What do you think investors are missing about Voyager Therapeutics? What do you think is most misunderstood among the investment community on Voyager Therapeutics' programs or its prospects?
Yeah, can I take that one? Then maybe you guys can add to it. I think what people are missing, I think there's a general disillusionment with gene therapy right now. Look, what we're going after are diseases where there's really no other treatment. I mean, okay, Alzheimer's, there's a treatment, but boy, the unmet need remains high. We're going after very serious diseases. Second is our novel capsids provide a unique opportunity here. I think Toby may have mentioned in the Tau Knockdown program, we have a slide where we show that 1.13 vector genomes per kilogram dose, one dose, gets 50-80% knockdown of Tau. First of all, that is an order of magnitude lower than intravenous doses that people have been using. That portends well for safety.

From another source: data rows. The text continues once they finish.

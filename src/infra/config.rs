use crate::domain::{Alphabet, SecretPolicy};
use anyhow::{Context, Result, bail};
use serde::Deserialize;
use std::fs;
use std::path::{Path, PathBuf};

pub const CONFIG_FILE_NAME: &str = "pistack.toml";
pub const DEFAULT_CONFIG_TOML: &str = include_str!("../../config/default_pistack.toml");

const DEFAULT_SERVICES_DIR: &str = "~/pistack";
const DEFAULT_RUNTIME_BINARY: &str = "docker";

pub fn default_config_dir() -> PathBuf {
    std::env::var("HOME")
        .map(PathBuf::from)
        .unwrap_or_else(|_| PathBuf::from("/root"))
        .join(".config/pistack")
}

pub fn ensure_config_dir(config_dir: &Path) -> Result<()> {
    fs::create_dir_all(config_dir).with_context(|| format!("creating {:?}", config_dir))
}

#[derive(Deserialize, Debug, Default)]
pub struct PathsConfig {
    pub services_dir: Option<String>,
}

#[derive(Deserialize, Debug, Default)]
pub struct RuntimeConfig {
    pub binary: Option<String>,
}

#[derive(Deserialize, Debug, Default)]
pub struct HostConfig {
    pub ip: Option<String>,
    pub timezone: Option<String>,
}

#[derive(Deserialize, Debug, Default)]
pub struct SecretsConfig {
    pub standard_length: Option<usize>,
    pub high_length: Option<usize>,
    pub alphabet: Option<Alphabet>,
}

#[derive(Deserialize, Debug, Default, Clone, Copy, PartialEq, Eq)]
pub struct OwnerConfig {
    pub uid: Option<u32>,
    pub gid: Option<u32>,
}

#[derive(Deserialize, Debug, Default)]
#[serde(deny_unknown_fields)]
pub struct AppConfig {
    #[serde(default)]
    pub paths: PathsConfig,
    #[serde(default)]
    pub runtime: RuntimeConfig,
    #[serde(default)]
    pub host: HostConfig,
    #[serde(default)]
    pub secrets: SecretsConfig,
    #[serde(default)]
    pub owner: OwnerConfig,
}

/// Fully resolved configuration, threaded explicitly through every component.
#[derive(Debug, Clone, PartialEq, Eq)]
pub struct Settings {
    pub services_dir: PathBuf,
    pub runtime_binary: String,
    pub host_ip: Option<String>,
    pub timezone: Option<String>,
    pub secrets: SecretPolicy,
    pub owner: Option<OwnerConfig>,
}

impl AppConfig {
    pub fn into_settings(self) -> Result<Settings> {
        let services_dir = self
            .paths
            .services_dir
            .unwrap_or_else(|| DEFAULT_SERVICES_DIR.to_string());
        let services_dir = PathBuf::from(shellexpand::tilde(&services_dir).into_owned());
        if !services_dir.is_absolute() {
            bail!("paths.services_dir must be absolute, got {:?}", services_dir);
        }

        let runtime_binary = self
            .runtime
            .binary
            .unwrap_or_else(|| DEFAULT_RUNTIME_BINARY.to_string());
        if runtime_binary.trim().is_empty() {
            bail!("runtime.binary must not be empty");
        }

        let defaults = SecretPolicy::default();
        let secrets = SecretPolicy {
            standard_length: self
                .secrets
                .standard_length
                .unwrap_or(defaults.standard_length),
            high_length: self.secrets.high_length.unwrap_or(defaults.high_length),
            alphabet: self.secrets.alphabet.unwrap_or(defaults.alphabet),
        };
        if secrets.standard_length == 0 || secrets.high_length == 0 {
            bail!("secret lengths must be greater than zero");
        }

        let owner = (self.owner.uid.is_some() || self.owner.gid.is_some()).then_some(self.owner);

        Ok(Settings {
            services_dir,
            runtime_binary,
            host_ip: self.host.ip.filter(|ip| !ip.trim().is_empty()),
            timezone: self.host.timezone.filter(|tz| !tz.trim().is_empty()),
            secrets,
            owner,
        })
    }
}

pub fn config_path(config_dir: &Path) -> PathBuf {
    config_dir.join(CONFIG_FILE_NAME)
}

pub fn load_app_config(config_dir: &Path) -> Result<AppConfig> {
    let path = config_path(config_dir);
    if !path.exists() {
        return Ok(AppConfig::default());
    }

    let content = fs::read_to_string(&path).with_context(|| format!("reading {:?}", path))?;
    toml::from_str(&content).with_context(|| format!("parsing {:?}", path))
}

pub fn load_settings(config_dir: &Path) -> Result<Settings> {
    load_app_config(config_dir)?
        .into_settings()
        .with_context(|| format!("validating {:?}", config_path(config_dir)))
}

/// Writes the commented default config unless one already exists.
/// Returns whether a file was written.
pub fn install_default_config(config_dir: &Path) -> Result<bool> {
    ensure_config_dir(config_dir)?;

    let target = config_path(config_dir);
    if target.exists() {
        return Ok(false);
    }

    fs::write(&target, DEFAULT_CONFIG_TOML)
        .with_context(|| format!("writing default config to {:?}", target))?;

    Ok(true)
}

#[cfg(test)]
mod tests {
    use super::*;

    #[test]
    fn empty_config_uses_defaults() {
        let settings = AppConfig::default().into_settings().unwrap();

        assert_eq!(settings.runtime_binary, "docker");
        assert_eq!(settings.secrets, SecretPolicy::default());
        assert!(settings.services_dir.ends_with("pistack"));
        assert!(settings.owner.is_none());
        assert!(settings.host_ip.is_none());
    }

    #[test]
    fn parses_all_sections() {
        let toml = r#"
[paths]
services_dir = "/srv/pistack"

[runtime]
binary = "podman"

[host]
ip = "192.168.1.10"
timezone = "Europe/Berlin"

[secrets]
standard_length = 16
alphabet = "extended"

[owner]
gid = 1000
"#;
        let config: AppConfig = toml::from_str(toml).unwrap();
        let settings = config.into_settings().unwrap();

        assert_eq!(settings.services_dir, PathBuf::from("/srv/pistack"));
        assert_eq!(settings.runtime_binary, "podman");
        assert_eq!(settings.host_ip.as_deref(), Some("192.168.1.10"));
        assert_eq!(settings.timezone.as_deref(), Some("Europe/Berlin"));
        assert_eq!(settings.secrets.standard_length, 16);
        assert_eq!(settings.secrets.high_length, 24);
        assert_eq!(settings.secrets.alphabet, Alphabet::Extended);
        assert_eq!(
            settings.owner,
            Some(OwnerConfig {
                uid: None,
                gid: Some(1000)
            })
        );
    }

    #[test]
    fn rejects_relative_services_dir() {
        let config: AppConfig = toml::from_str("[paths]\nservices_dir = \"pistack\"\n").unwrap();
        assert!(config.into_settings().is_err());
    }

    #[test]
    fn rejects_zero_secret_length() {
        let config: AppConfig = toml::from_str("[secrets]\nhigh_length = 0\n").unwrap();
        assert!(config.into_settings().is_err());
    }

    #[test]
    fn rejects_unknown_sections() {
        assert!(toml::from_str::<AppConfig>("[databases]\npg = 1\n").is_err());
    }

    #[test]
    fn missing_file_loads_defaults() {
        let dir = tempfile::tempdir().unwrap();
        let settings = load_settings(dir.path()).unwrap();
        assert_eq!(settings.runtime_binary, "docker");
    }

    #[test]
    fn installs_default_config_once() {
        let dir = tempfile::tempdir().unwrap();
        let target = dir.path().join("nested");

        assert!(install_default_config(&target).unwrap());
        let written = fs::read_to_string(config_path(&target)).unwrap();
        assert_eq!(written, DEFAULT_CONFIG_TOML);

        fs::write(config_path(&target), "[runtime]\nbinary = \"podman\"\n").unwrap();
        assert!(!install_default_config(&target).unwrap());

        let settings = load_settings(&target).unwrap();
        assert_eq!(settings.runtime_binary, "podman");
    }

    #[test]
    fn default_template_parses() {
        let config: AppConfig = toml::from_str(DEFAULT_CONFIG_TOML).unwrap();
        assert!(config.into_settings().is_ok());
    }
}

As you know, for IV-delivered AAV, safety issues generally are dose-dependent, and you see them at E14 VGs per K. The other thing is cost, COGS. As you know, commercialization is difficult if you have to charge huge amounts of money. If you can lower the dose by an order of magnitude, and then you couple that with the huge improvements that CDMOs are making. Three years ago when I first joined Voyager Therapeutics, CDMOs really could not make gene therapy products very efficiently or very consistently. That has changed. There has been a sea change in that. I am happy to say that you can rely on CDMOs. The scale, they are scaling up quite well so that the cost of goods is generally going down. This is exactly what happened with biologics. Remember the old days for proteins, antibodies?
It was super expensive to field, figure out how to make biologics efficiently. When you go after diseases of high unmet need, and I just told you that CBER, for example, is willing to bend over backwards, that they will consider accelerated approval based on biological biomarkers. They said that. High unmet need, cost of goods, better capsids where we could use lower doses and get high efficiency in the brain. I'm an optimist, and I think people might have been missing some of these key events that are going on in the field.
Maybe I just add that we have, with all the technological points Al made, I think we have 13 partner programs and our own internal program. So we do not have just one or two shots on goal. We have multiple shots on goal in the context of an approach where we are really looking at de-risked targets, where you have appropriate biomarkers, and with these novel capsids. It is all that together, not just a conventional AAV9-based gene therapy.
Yeah, I would echo what Toby just said. A lot of investors focus on the four internal programs. There are 13 programs with partners that have $2.9 billion worth of pre-commercial milestones. That is a lot of money that is on the table. If you start to dig into some of those partnerships, it is things like SMA with Novartis. When you look at the royalty that we disclosed, it is a sizable royalty. These have value, a lot of value, and everybody just looks over the top of them. We are trying to convince people, but it is a big fight to get people to dig into 13 different programs, you know.
When you're a pre-commercial company, you're always looking at cash runway and what are the things that can be achieved until your cash runs out.
Yeah, that's true for us too. Remember, partner programs are fully paid for already. If anything, we get money, we get income if they succeed. The $300 million plus that Nate talked about, that's for our internal use only. The partner programs are fully paid for until we opt in.
That's great. With that, I think we're out of time. I'd like to thank the team for a very interesting discussion.